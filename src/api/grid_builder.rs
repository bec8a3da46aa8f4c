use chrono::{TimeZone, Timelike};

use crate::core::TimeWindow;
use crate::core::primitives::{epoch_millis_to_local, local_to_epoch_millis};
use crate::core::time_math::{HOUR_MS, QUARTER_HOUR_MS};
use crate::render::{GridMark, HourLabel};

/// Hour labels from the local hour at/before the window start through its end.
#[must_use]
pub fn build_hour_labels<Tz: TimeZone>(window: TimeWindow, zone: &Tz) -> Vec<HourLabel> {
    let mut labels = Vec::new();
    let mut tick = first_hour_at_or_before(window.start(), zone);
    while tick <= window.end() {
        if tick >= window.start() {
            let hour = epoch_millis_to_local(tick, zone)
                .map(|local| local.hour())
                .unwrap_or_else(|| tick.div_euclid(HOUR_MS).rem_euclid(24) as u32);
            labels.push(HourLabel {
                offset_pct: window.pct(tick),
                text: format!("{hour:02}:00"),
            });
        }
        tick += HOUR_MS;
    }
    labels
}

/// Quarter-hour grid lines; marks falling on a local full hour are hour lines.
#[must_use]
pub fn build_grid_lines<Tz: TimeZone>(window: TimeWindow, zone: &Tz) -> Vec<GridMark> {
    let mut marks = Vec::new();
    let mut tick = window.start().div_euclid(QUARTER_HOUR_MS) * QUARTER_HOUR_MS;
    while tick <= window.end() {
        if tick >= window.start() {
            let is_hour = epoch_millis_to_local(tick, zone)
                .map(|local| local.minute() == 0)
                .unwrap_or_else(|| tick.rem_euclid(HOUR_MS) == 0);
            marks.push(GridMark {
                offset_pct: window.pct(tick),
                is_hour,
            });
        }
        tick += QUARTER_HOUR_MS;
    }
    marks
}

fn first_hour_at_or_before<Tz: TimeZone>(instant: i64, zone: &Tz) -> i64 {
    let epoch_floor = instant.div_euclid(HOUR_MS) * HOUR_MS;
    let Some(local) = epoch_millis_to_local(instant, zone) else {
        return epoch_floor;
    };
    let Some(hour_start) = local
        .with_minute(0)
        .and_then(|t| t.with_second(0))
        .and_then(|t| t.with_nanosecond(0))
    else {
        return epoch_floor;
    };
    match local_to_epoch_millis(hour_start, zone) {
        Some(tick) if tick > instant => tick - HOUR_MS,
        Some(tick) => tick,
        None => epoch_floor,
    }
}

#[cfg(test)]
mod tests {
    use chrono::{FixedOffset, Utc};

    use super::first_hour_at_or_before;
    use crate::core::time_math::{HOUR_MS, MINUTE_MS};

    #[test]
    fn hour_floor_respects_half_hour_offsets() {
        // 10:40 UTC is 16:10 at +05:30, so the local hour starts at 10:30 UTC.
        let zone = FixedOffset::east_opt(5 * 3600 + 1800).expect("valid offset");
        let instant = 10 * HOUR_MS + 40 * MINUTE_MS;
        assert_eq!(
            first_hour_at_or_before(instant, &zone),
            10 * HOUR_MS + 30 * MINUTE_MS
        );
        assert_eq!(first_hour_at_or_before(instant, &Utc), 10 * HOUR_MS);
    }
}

YOUR ASSIGNMENT: A complete, exact copy of the material above is the expected answer.

OUTPUT:
filename src/api/grid_builder.rs
repository bec8a3da46aa8f4c
use chrono::{TimeZone, Timelike};

use crate::core::TimeWindow;
use crate::core::primitives::{epoch_millis_to_local, local_to_epoch_millis};
use crate::core::time_math::{HOUR_MS, QUARTER_HOUR_MS};
use crate::render::{GridMark, HourLabel};

/// Hour labels from the local hour at/before the window start through its end.
#[must_use]
pub fn build_hour_labels<Tz: TimeZone>(window: TimeWindow, zone: &Tz) -> Vec<HourLabel> {
    let mut labels = Vec::new();
    let mut tick = first_hour_at_or_before(window.start(), zone);
    while tick <= window.end() {
        if tick >= window.start() {
            let hour = epoch_millis_to_local(tick, zone)
                .map(|local| local.hour())
                .unwrap_or_else(|| tick.div_euclid(HOUR_MS).rem_euclid(24) as u32);
            labels.push(HourLabel {
                offset_pct: window.pct(tick),
                text: format!("{hour:02}:00"),
            });
        }
        tick += HOUR_MS;
    }
    labels
}

/// Quarter-hour grid lines; marks falling on a local full hour are hour lines.
#[must_use]
pub fn build_grid_lines<Tz: TimeZone>(window: TimeWindow, zone: &Tz) -> Vec<GridMark> {
    let mut marks = Vec::new();
    let mut tick = window.start().div_euclid(QUARTER_HOUR_MS) * QUARTER_HOUR_MS;
    while tick <= window.end() {
        if tick >= window.start() {
            let is_hour = epoch_millis_to_local(tick, zone)
                .map(|local| local.minute() == 0)
                .unwrap_or_else(|| tick.rem_euclid(HOUR_MS) == 0);
            marks.push(GridMark {
                offset_pct: window.pct(tick),
                is_hour,
            });
        }
        tick += QUARTER_HOUR_MS;
    }
    marks
}

fn first_hour_at_or_before<Tz: TimeZone>(instant: i64, zone: &Tz) -> i64 {
    let epoch_floor = instant.div_euclid(HOUR_MS) * HOUR_MS;
    let Some(local) = epoch_millis_to_local(instant, zone) else {
        return epoch_floor;
    };
    let Some(hour_start) = local
        .with_minute(0)
        .and_then(|t| t.with_second(0))
        .and_then(|t| t.with_nanosecond(0))
    else {
        return epoch_floor;
    };
    match local_to_epoch_millis(hour_start, zone) {
        Some(tick) if tick > instant => tick - HOUR_MS,
        Some(tick) => tick,
        None => epoch_floor,
    }
}

#[cfg(test)]
mod tests {
    use chrono::{FixedOffset, Utc};

    use super::first_hour_at_or_before;
    use crate::core::time_math::{HOUR_MS, MINUTE_MS};

    #[test]
    fn hour_floor_respects_half_hour_offsets() {
        // 10:40 UTC is 16:10 at +05:30, so the local hour starts at 10:30 UTC.
        let zone = FixedOffset::east_opt(5 * 3600 + 1800).expect("valid offset");
        let instant = 10 * HOUR_MS + 40 * MINUTE_MS;
        assert_eq!(
            first_hour_at_or_before(instant, &zone),
            10 * HOUR_MS + 30 * MINUTE_MS
        );
        assert_eq!(first_hour_at_or_before(instant, &Utc), 10 * HOUR_MS);
    }
}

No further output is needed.